King Henry the Fowler has arrived in Brabant. He is sitting by the banks of the river Scheldt. Around him are Counts and nobles of the Saxon army. Opposite them are Counts and nobles of Brabant. King Henry explains that he had been fighting Hungarians who came to invade his country. They had agreed not to fight for nine years, but these nine years were now coming to an end and his men would have to fight again. The King wants the Brabantines to help them. He asks one of their bravest knights, Friedrich von Telramund, to explain why the Brabantines are arguing amongst themselves.

Count Telramund explains that the Duke of Brabant had recently died. As he lay dying, he had asked Telramund to look after his daughter Elsa and his son Gottfried. One day the two children had gone into the forest and Elsa had returned alone. The Duke tried to find out what had happened to Gottfried. The Duke’s wife Ortrud persuades the Duke to accuse Elsa of murdering her brother. The duke then makes himself the king of Brabant.

Elsa knows that she is innocent and asks God to be her judge. She needs a knight to fight for her. Telramund agrees to fight him.

The second time that the Herald calls the unknown knight, a miracle happens. A boat, pulled by a swan, appears. A knight in shining armour stands in the boat. He gets out of the boat, tells the swan that it can go, and then he greets the king. He asks Elsa if he can be her knight. Elsa kneels in front of him and asks for his help. He says that he will serve her, but he asks one thing: that she should never ask him what his name is or where he comes from.

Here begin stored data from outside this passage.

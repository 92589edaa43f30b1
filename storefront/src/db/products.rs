// storefront/src/db/products.rs

use crate::models::{Product, RankedProduct};
use sqlx::SqliteExecutor;

const PRODUCT_COLUMNS: &str = "id, name, price, file, category_id";

pub async fn list<'e>(db: impl SqliteExecutor<'e>) -> sqlx::Result<Vec<Product>> {
  sqlx::query_as::<_, Product>(&format!("SELECT {PRODUCT_COLUMNS} FROM products ORDER BY id"))
    .fetch_all(db)
    .await
}

/// Products whose name contains `needle` literally (LIKE wildcards in the
/// needle are escaped).
pub async fn search_by_name<'e>(db: impl SqliteExecutor<'e>, needle: &str) -> sqlx::Result<Vec<Product>> {
  sqlx::query_as::<_, Product>(&format!(
    r"SELECT {PRODUCT_COLUMNS} FROM products WHERE name LIKE ? ESCAPE '\' ORDER BY id"
  ))
  .bind(format!("%{}%", escape_like(needle)))
  .fetch_all(db)
  .await
}

pub async fn list_by_category<'e>(db: impl SqliteExecutor<'e>, category_id: i64) -> sqlx::Result<Vec<Product>> {
  sqlx::query_as::<_, Product>(&format!(
    "SELECT {PRODUCT_COLUMNS} FROM products WHERE category_id = ? ORDER BY id"
  ))
  .bind(category_id)
  .fetch_all(db)
  .await
}

pub async fn find_by_id<'e>(db: impl SqliteExecutor<'e>, id: i64) -> sqlx::Result<Option<Product>> {
  sqlx::query_as::<_, Product>(&format!("SELECT {PRODUCT_COLUMNS} FROM products WHERE id = ?"))
    .bind(id)
    .fetch_optional(db)
    .await
}

pub async fn insert<'e>(
  db: impl SqliteExecutor<'e>,
  name: &str,
  price: i64,
  file: &str,
  category_id: Option<i64>,
) -> sqlx::Result<Product> {
  sqlx::query_as::<_, Product>(&format!(
    "INSERT INTO products (name, price, file, category_id) VALUES (?, ?, ?, ?) RETURNING {PRODUCT_COLUMNS}"
  ))
  .bind(name)
  .bind(price)
  .bind(file)
  .bind(category_id)
  .fetch_one(db)
  .await
}

/// Rewrites name, price and category; `file` is only replaced when given.
pub async fn update<'e>(
  db: impl SqliteExecutor<'e>,
  id: i64,
  name: &str,
  price: i64,
  category_id: Option<i64>,
  file: Option<&str>,
) -> sqlx::Result<Option<Product>> {
  sqlx::query_as::<_, Product>(&format!(
    "UPDATE products SET name = ?, price = ?, category_id = ?, file = COALESCE(?, file) WHERE id = ? RETURNING {PRODUCT_COLUMNS}"
  ))
  .bind(name)
  .bind(price)
  .bind(category_id)
  .bind(file)
  .bind(id)
  .fetch_optional(db)
  .await
}

/// Returns the number of rows removed (0 or 1).
pub async fn delete<'e>(db: impl SqliteExecutor<'e>, id: i64) -> sqlx::Result<u64> {
  let result = sqlx::query("DELETE FROM products WHERE id = ?")
    .bind(id)
    .execute(db)
    .await?;
  Ok(result.rows_affected())
}

/// Most-liked products first. The inner join leaves out products nobody liked;
/// equal counts keep insertion order.
pub async fn top_liked<'e>(db: impl SqliteExecutor<'e>, limit: i64) -> sqlx::Result<Vec<RankedProduct>> {
  sqlx::query_as::<_, RankedProduct>(
    "SELECT p.id, p.name, p.price, p.file, p.category_id, COUNT(l.id) AS likes \
     FROM products p \
     JOIN likes l ON l.product_id = p.id \
     GROUP BY p.id \
     ORDER BY likes DESC, p.id ASC \
     LIMIT ?",
  )
  .bind(limit)
  .fetch_all(db)
  .await
}

fn escape_like(raw: &str) -> String {
  let mut escaped = String::with_capacity(raw.len());
  for ch in raw.chars() {
    if matches!(ch, '%' | '_' | '\\') {
      escaped.push('\\');
    }
    escaped.push(ch);
  }
  escaped
}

Elsa agrees. Everyone, except for Ortrud, prays and the fight starts. The unknown knight wins, but then he spares Telramund’s life. The unknown knight now takes Elsa’s hand and asks her to marry him.

Act 2

The action takes place in the courtyard outside the cathedral. It is night. Telramund and Ortrud have been told to go away. Ortrud is a heathen witch, the daughter of Radbod, the Duke of Frisia. She tries to make Telramund brave again. She is going to persuade Elsa to ask the unknown knight what is name is.

When Elsa comes onto the balcony in the morning she sees Ortrud and feels sorry for her. An announcement is made that the king has decided to give the unnamed knight the title of Duke of Brabant. He says he does not want the title, and prefers to be known just as "Guardian of Brabant."

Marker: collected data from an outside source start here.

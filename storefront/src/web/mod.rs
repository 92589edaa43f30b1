// storefront/src/web/mod.rs

pub mod extractors;
pub mod handlers;
pub mod middleware;
pub mod render;
pub mod routes;

use crate::state::AppState;
use actix_multipart::form::tempfile::TempFileConfig;

pub use extractors::{AdminUser, CurrentUser};
pub use middleware::session_middleware;
pub use routes::configure_app_routes;

/// Multipart temp files are written next to the published images so that
/// publishing one is a rename within a single filesystem.
pub fn upload_config(state: &AppState) -> TempFileConfig {
  TempFileConfig::default().directory(state.assets.staging_dir())
}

The King, the Knight, Elsa and her attendants are about to go into the church. Ortrud, beautifully dressed, appears and says that the knight is a magician. Telramund appears and says that the result of the fight he had did not count, because the knight has not told his name. The knight still refuses to tell his name.

Act 3

The bedroom of the young couple. Elsa and her new husband enter to the well-known music called the Bridal Chorus. The couple say they love one another. However, Elsa still remembers how Ortrud was pressing her to ask the Knight his name. She asks him who he is. Telramund and four of his friends rush into the room to attack the knight, but Telramund is killed instead. The Knight is very sad and tells Elsa they will now go to the King and he will tell him who he is.

The scene changes to the banks of the river, as in Act I. The army is ready for war. Telramund’s dead body is carried in. The Knight explains why he killed Telramund. He tells the story of the Holy Grail and says that he is Lohengrin, Knight of the Holy Grail and son of King Parsifal. He says that he now has to return to his home. He had only stayed so long so that he could prove that Elsa was innocent.

Sadly he says goodbye to his young wife. The swan comes again. Lohengrin prays that Elsa may get her lost brother back. The swan dives into the river and appears again in the form of Gottfried, Elsa’s brother. He had been turned into a swan by the evil magic of Ortrud.

A dove comes down from heaven, and takes the place of the swan at the head of the boat. It takes Lohengrin to the castle of the Holy Grail. Elsa is so upset that she dies.